Here is Boss Engels writing to a friend about the current state of labor relations at his Manchester premises: “Godfrey has taken on three fellows for me who are absolutely hopeless. . . . I shall have to sack one or two of them.” And a month later, when a different employee was dismissed following an administrative lapse on his part: “That was the last straw as far as slovenliness was concerned, and he was axed.”

Engels did not stint himself when it came to his own terms of employment. At one time, every schoolchild was familiar with the financial advice that Charles Dickens has Mr. Micawber offer the eponymous hero of his novel David Copperfield, published in 1850. (“Annual income twenty pounds, annual expenditure nineteen pounds, nineteen shillings and sixpence, result happiness.”) That same year, the thirty-year-old Engels paid himself a base salary of £100, plus an “expenses and entertainment bonus” of £200. He also took a cut of his company’s annual profit to the tune of £408, rising to £978 by 1860. When all the figures are added up, it seems that young Friedrich was enjoying a gross annual salary of around £1,000, at a time when a British family doctor earned an average £200, a beat policeman £55, and a common farm laborer a mere £30. Since a Manchester restaurant meal of meat, vegetables, and beer was then available for three pence­—one eightieth of one pound sterling—Engels’s entertainment stipend would have been a further bulwark between the wolf and his elegantly pillared front door.
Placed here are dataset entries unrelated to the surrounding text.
//! Training and reset request bodies
//!
//! These structs serialize to the exact JSON the Cellsparse service expects;
//! field names (`b64img`, `b64lbl`, `batchsize`, ...) are part of the wire
//! format and must not be renamed. No client-side range validation is
//! performed beyond the types themselves: out-of-range hyperparameters are
//! the server's concern.

use serde::{Deserialize, Serialize};

use crate::codec::EncodedVolume;
use crate::error::{CellsparseError, Result};

/// Model name used when the caller does not pick one
pub const DEFAULT_MODEL_NAME: &str = "default";

/// Caller-facing configuration for a training/inference call
///
/// Documented defaults rather than implicit constants, so a host can manage
/// several named models with different hyperparameters.
#[derive(Debug, Clone, PartialEq, Eq)]
pub struct TrainingConfig {
    /// Server-side model identifier
    pub model_name: String,
    /// Number of training epochs
    pub epochs: u32,
    /// Training batch size
    pub batchsize: u32,
    /// Training steps per epoch
    pub steps: u32,
}

impl Default for TrainingConfig {
    /// Model `"default"` with hyperparameters (1, 8, 200)
    fn default() -> Self {
        TrainingConfig {
            model_name: DEFAULT_MODEL_NAME.to_string(),
            epochs: 1,
            batchsize: 8,
            steps: 200,
        }
    }
}

/// Body of a training/inference request
#[derive(Debug, Clone, PartialEq, Eq, Serialize, Deserialize)]
pub struct TrainingRequest {
    /// Server-side model identifier
    pub model_name: String,
    /// Encoded image volume
    pub b64img: String,
    /// Encoded label volume
    pub b64lbl: String,
    /// Whether the service should (re)train before predicting
    pub train: bool,
    /// Whether the service should run prediction and return objects
    pub eval: bool,
    /// Number of training epochs
    pub epochs: u32,
    /// Training batch size
    pub batchsize: u32,
    /// Training steps per epoch
    pub steps: u32,
}

impl TrainingRequest {
    /// Start building a request for the given model
    ///
    /// Hyperparameters start from the [`TrainingConfig`] defaults.
    pub fn builder(model_name: impl Into<String>) -> TrainingRequestBuilder {
        let defaults = TrainingConfig::default();
        TrainingRequestBuilder {
            request: TrainingRequest {
                model_name: model_name.into(),
                b64img: String::new(),
                b64lbl: String::new(),
                train: false,
                eval: true,
                epochs: defaults.epochs,
                batchsize: defaults.batchsize,
                steps: defaults.steps,
            },
        }
    }

    /// Serialize to the JSON body sent over the wire
    pub fn to_json(&self) -> Result<String> {
        serde_json::to_string(self).map_err(CellsparseError::Serialize)
    }
}

/// Builder for [`TrainingRequest`]
///
/// Starts from the documented defaults: `eval` true, `train` false, empty
/// volumes, hyperparameters (1, 8, 200).
#[derive(Debug, Clone)]
pub struct TrainingRequestBuilder {
    request: TrainingRequest,
}

impl TrainingRequestBuilder {
    /// Set the encoded image volume
    pub fn b64img(mut self, volume: EncodedVolume) -> Self {
        self.request.b64img = volume.into_string();
        self
    }

    /// Set the encoded label volume
    pub fn b64lbl(mut self, volume: EncodedVolume) -> Self {
        self.request.b64lbl = volume.into_string();
        self
    }

    /// Request (re)training before prediction
    pub fn train(mut self, train: bool) -> Self {
        self.request.train = train;
        self
    }

    /// Request prediction in the response
    pub fn eval(mut self, eval: bool) -> Self {
        self.request.eval = eval;
        self
    }

    /// Override the number of epochs
    pub fn epochs(mut self, epochs: u32) -> Self {
        self.request.epochs = epochs;
        self
    }

    /// Override the batch size
    pub fn batchsize(mut self, batchsize: u32) -> Self {
        self.request.batchsize = batchsize;
        self
    }

    /// Override the steps per epoch
    pub fn steps(mut self, steps: u32) -> Self {
        self.request.steps = steps;
        self
    }

    /// Finish building
    pub fn build(self) -> TrainingRequest {
        self.request
    }
}

/// Body of a model reset request
///
/// Instructs the service to discard the named model's learned state.
#[derive(Debug, Clone, PartialEq, Eq, Serialize, Deserialize)]
pub struct ResetRequest {
    /// Server-side model identifier
    pub model_name: String,
}

impl ResetRequest {
    /// Reset request for the given model
    pub fn new(model_name: impl Into<String>) -> Self {
        ResetRequest {
            model_name: model_name.into(),
        }
    }

    /// Serialize to the JSON body sent over the wire
    pub fn to_json(&self) -> Result<String> {
        serde_json::to_string(self).map_err(CellsparseError::Serialize)
    }
}
//! Payload codec layer
//!
//! Everything between a host-provided raster source and the transport-safe
//! request payload: the lossless frame codec, the label compositor, and the
//! volume serializer that joins encoded frames into one delimited string.

pub mod compositor;
pub mod frame;
pub mod volume;

pub use compositor::{composite_frame, composite_labels, LabelVolume, FOREGROUND_OFFSET};
pub use frame::{decode_raster, encode_raster, EncodedFrame};
pub use volume::{serialize_images, serialize_label_volume, EncodedVolume, FRAME_DELIMITER};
Of course, Engels is far from the only example of the leftist firebrand whose inherited wealth insulated him from the struggles of ordinary working people. The same formula has been known to apply to those on the demotic right of the spectrum, too: the reader may have his or her own list of candidates for inclusion among the ranks of what could be called champagne populism. Oscar Wilde perhaps put this seeming paradox best when—in an 1891 essay acknowledging that his vision of a “happy realm, peopled by an intelligent and egalitarian citizenry” might be quixotic—he wrote: “It is unpractical, and it goes against human nature. That is why it is worth carrying out.”

Nonetheless, it says something for the duality of man’s capacity for passionate altruism and his eternal search for material gratification that the principal architect of The Communist Manifesto might also be a gourmand and oenophile with a particular fondness for the traditional Christmas turkey dinner, rounded off by a generous helping of what he called “tipsy-cake,” and an affectionate squeeze, if not more, of any woman incautious enough to be caught under the mistletoe. “It is absolutely essential that you get out of boring Brussels and come to Paris,” he once wrote in this last context to a colleague in the proletarian struggle. “If there were no Frenchwomen, life wouldn’t be worth living. But so long as there are grisettes [ladies, as the jargon of the day had it, of doubtful reputation], well and good!”

A Comfortable Beginning

Engels was born on November 28, 1820, in the Prussian town of Barmen, then the home to a large steel-plating industry whose chimneys “covered the place in a permanent cloud of sulfurous smoke like the portals of hell,” he later wrote. The local factories blasted night and day; the clang of heavy presses “made a thought-annihilating thunder,” while the nearby stockyards “sent up a thick reek, wooden shacks standing beside animal swamps which bubbled and stank like stewing tripe.” Several political journalists perhaps overextended themselves in seeking to explain Engels’s adult work in terms of a sustained childhood trauma—his “question[ing] the whole connection between man’s material self-advancement and his higher obligation to others,” in the assessment of the British historian Malcolm Robinson.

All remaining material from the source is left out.